• Home
  • News
  • Fortune 500
  • Tech
  • Finance
  • Leadership
  • Lifestyle
  • Rankings
  • Multimedia
Economy

5 reasons to worry regardless who wins

By
Nina Easton
Nina Easton
Down Arrow Button Icon
By
Nina Easton
Nina Easton
Down Arrow Button Icon
November 5, 2012, 3:58 PM ET

In this uncertain presidential race, we can be certain that Tuesday night’s victor will be proclaiming his own version of “Happy days are here again.” But after the champagne and balloons and displays of unbridled confidence comes a harsh dose of reality: A troubled American workforce could be standing in the way of those happy days.

Any chief executive stepping into a turn-around situation intuitively knows that your best (or worst) asset is the quality of people at your disposal.

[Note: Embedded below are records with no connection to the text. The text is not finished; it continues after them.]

use thiserror::Error;

/// Errors returned by [`RemoteConfig`](crate::config::RemoteConfig).
#[derive(Debug, Error)]
pub enum ConfigError {
    /// Write and delete operations are never supported by this client.
    #[error("operation not supported: {0}")]
    Unsupported(&'static str),

    #[error("watch service error")]
    Watch(#[from] WatchError),

    /// The fetch worker pool could not be started.
    #[error("failed to start fetch worker pool")]
    WorkerPool(#[source] std::io::Error),

    #[error("invalid client settings")]
    Settings(#[from] SettingsError),

    #[error("data provider could not be created")]
    Provider(#[from] DataProviderError),
}

/// Failures reported by a [`WatchService`](crate::watch::WatchService).
#[derive(Debug, Clone, PartialEq, Eq, Error)]
pub enum WatchError {
    #[error("connection to '{host}' lost or refused: {reason}")]
    ConnectionLoss { host: String, reason: String },

    #[error("authentication with scheme '{scheme}' rejected")]
    AuthFailed { scheme: String },

    #[error("node '{0}' does not exist")]
    NoNode(String),

    #[error("node '{0}' already exists")]
    NodeExists(String),

    #[error("'{0}' is not a valid node path")]
    InvalidPath(String),
}

/// Failures of a single remote fetch. These never reach the caller of a read;
/// they are logged and degrade to "value not found".
#[derive(Debug, Error)]
pub enum DataProviderError {
    #[error("invalid request url: {0}")]
    InvalidUrl(String),

    #[error("http transport failure")]
    Transport(#[source] Box<dyn std::error::Error + Send + Sync>),

    #[error("remote service answered with status {0}")]
    Status(u16),
}

/// Payload bytes that the configured codec could not turn into text.
#[derive(Debug, Error)]
pub enum CodecError {
    #[error("payload is not valid utf-8")]
    Utf8(#[from] std::string::FromUtf8Error),

    #[error("payload does not match the codec format")]
    Format(#[source] Box<dyn std::error::Error + Send + Sync>),
}

#[cfg(feature = "http")]
impl From<reqwest::Error> for DataProviderError {
    fn from(err: reqwest::Error) -> Self {
        DataProviderError::Transport(Box::new(err))
    }
}

#[cfg(feature = "json")]
impl From<serde_json::Error> for CodecError {
    fn from(err: serde_json::Error) -> Self {
        CodecError::Format(Box::new(err))
    }
}

#[derive(Debug, Error)]
pub enum SettingsError {
    #[error("failed to read settings file '{path}'")]
    Io {
        path: String,
        #[source]
        source: std::io::Error,
    },

    #[error("failed to parse settings")]
    Parse(#[from] toml::de::Error),

    #[error("option '{option}' is invalid: {reason}")]
    Invalid { option: &'static str, reason: String },
}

The man sitting in the Oval Office on January 23 will be able to deploy the most innovative — and, by most standards, productive — workforce in the world.

But there’s a darkening side to that picture: An economy on four years of life-support has left a growing portion of the American labor market tired and anxious, seemingly sapped of initiative, embracing a new normal of limited horizons. Resigned to getting by rather than getting ahead.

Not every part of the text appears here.